The Moon also played an important role in ancient astronomy. Calendars and religious observances were often tied to its phases and cycles. Even today the calendars of most of the world’s major religions are still based wholly or partly on the lunar orbit. The Moon’s regularly changing appearance (as well as its less regular, but much more spectacular, eclipses) was an integral part of the framework within which ancient astronomers sought to understand the heavens. We will study the Moon’s physical properties in more detail in Chapter 5. Here we complete our inventory of the ancient sky with a brief description of the motion of our nearest neighbor in space.
Lunar Phases
Apart from the Sun, the Moon is by far the brightest object in the sky. Like the Sun, the Moon appears to move relative to the background stars. Unlike the Sun, however, the explanation for this motion is the obvious one—the Moon really does revolve around Earth. The Moon’s appearance undergoes a regular cycle of changes, or phases, taking a little more than 29 days to complete. (The word month is derived from the word Moon.) Figure 1.1 illustrates the appearance of the Moon at different times in this monthly cycle. Starting from the new Moon, which is all but invisible in the sky, the Moon appears to wax (grow) a little each night and is visible as a growing crescent (panel 1 of Figure 1.1). One week after new Moon, half of the lunar disk can be seen (panel 2). This phase is known as a quarter Moon. During the next week, the Moon continues to wax, passing through the gibbous phase (more than half of the lunar disk visible, panel 3) until, two weeks after new Moon, the full Moon (panel 4) is visible. During the next two weeks, the Moon wanes (shrinks), passing in turn through the gibbous, quarter, and crescent phases (panels 5–7), eventually becoming new again.

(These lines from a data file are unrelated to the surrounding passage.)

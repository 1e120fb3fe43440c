mod api;
mod middleware;

use std::sync::Arc;

use csa_scraper::{ApifyClient, FetchLimits};
use csa_sentiment::LexiconScorer;
use tracing_subscriber::EnvFilter;

use crate::api::{build_app, AppState};

#[tokio::main]
async fn main() -> anyhow::Result<()> {
    dotenvy::dotenv().ok();
    let config = csa_core::load_app_config()?;
    let env_filter = EnvFilter::try_from_default_env()
        .or_else(|_| EnvFilter::try_new(config.log_level.clone()))?;
    tracing_subscriber::fmt().with_env_filter(env_filter).init();

    tracing::info!(env = %config.env, bind_addr = %config.bind_addr, "starting csa-server");

    let state = AppState {
        source: Arc::new(ApifyClient::from_config(&config)?),
        scorer: Arc::new(LexiconScorer::new()),
        limits: FetchLimits {
            max_comments: config.max_comments,
            max_pages: config.max_pages,
        },
    };
    let app = build_app(state, &config.cors_origins);

    let listener = tokio::net::TcpListener::bind(config.bind_addr).await?;
    axum::serve(listener, app)
        .with_graceful_shutdown(shutdown_signal())
        .await?;
    Ok(())
}

async fn shutdown_signal() {
    let ctrl_c = async {
        if let Err(e) = tokio::signal::ctrl_c().await {
            tracing::error!(error = %e, "failed to listen for ctrl-c");
            std::future::pending::<()>().await;
        }
    };

    #[cfg(unix)]
    let terminate = async {
        match tokio::signal::unix::signal(tokio::signal::unix::SignalKind::terminate()) {
            Ok(mut signal) => {
                signal.recv().await;
            }
            Err(e) => {
                tracing::error!(error = %e, "failed to install SIGTERM handler");
                std::future::pending::<()>().await;
            }
        }
    };

    #[cfg(not(unix))]
    let terminate = std::future::pending::<()>();

    tokio::select! {
        () = ctrl_c => {},
        () = terminate => {},
    }

    tracing::info!("received shutdown signal, starting graceful shutdown");
}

The location of the Moon in the sky, as seen from Earth, depends on its phase. For example, the full Moon rises in the east as the Sun sets in the west, while the first quarter Moon actually rises at noon, but often only becomes visible late in the day as the Sun’s light fades. By this time the Moon is already high in the sky. Some connections between lunar phase and rising/setting times are indicated on Figure 1.1.
Unlike the Sun and the other stars, the Moon emits no light of its own. Instead, it shines by reflected sunlight, giving rise to the phases we see. As illustrated in Figure 1.1, half of the Moon’s surface is illuminated by the Sun at any instant. However, not all of the Moon’s sunlit face can be seen because of the Moon’s position with respect to Earth and the Sun. When the Moon is full, we see the entire “daylit” face because the Sun and the Moon are in opposite directions from Earth in the sky. In the case of a new Moon, the Moon and the Sun are in almost the same part of the sky, and the sunlit side of the Moon is oriented away from us. At new Moon the Sun is almost behind the Moon, from our perspective. Notice, by the way, that the Moon always keeps the same face toward Earth—as indicated on the figure, it rotates on its axis in exactly the same time it takes to orbit Earth. We will discuss the reason for the Moon’s synchronous rotation in Chapter 5.

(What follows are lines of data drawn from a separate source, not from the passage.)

use thiserror::Error;

#[derive(Debug, Error)]
pub enum ScraperError {
    #[error("HTTP error: {0}")]
    Http(#[from] reqwest::Error),

    #[error("provider returned status {status}: {body}")]
    UnexpectedStatus { status: u16, body: String },

    #[error("JSON deserialization error for {context}: {source}")]
    Deserialize {
        context: String,
        #[source]
        source: serde_json::Error,
    },

    #[error("invalid provider request: {0}")]
    InvalidRequest(String),

    #[error("provider request failed after {attempts} attempts: {source}")]
    Exhausted {
        attempts: u32,
        #[source]
        source: Box<ScraperError>,
    },
}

As it revolves around Earth, the Moon’s position in the sky changes with respect to the stars. In one sidereal month (27.3 days), the Moon completes one revolution and returns to its starting point on the celestial sphere, having traced out a great circle in the sky. The time required for the Moon to complete a full cycle of phases, one synodic month, is a little longer—about 29.5 days. The synodic month is a little longer than the sidereal month for the same basic reason that a solar day is slightly longer than a sidereal day (Figure P.5): Because of Earth’s motion around the Sun, the Moon must complete slightly more than one full revolution to return to the same phase in its orbit.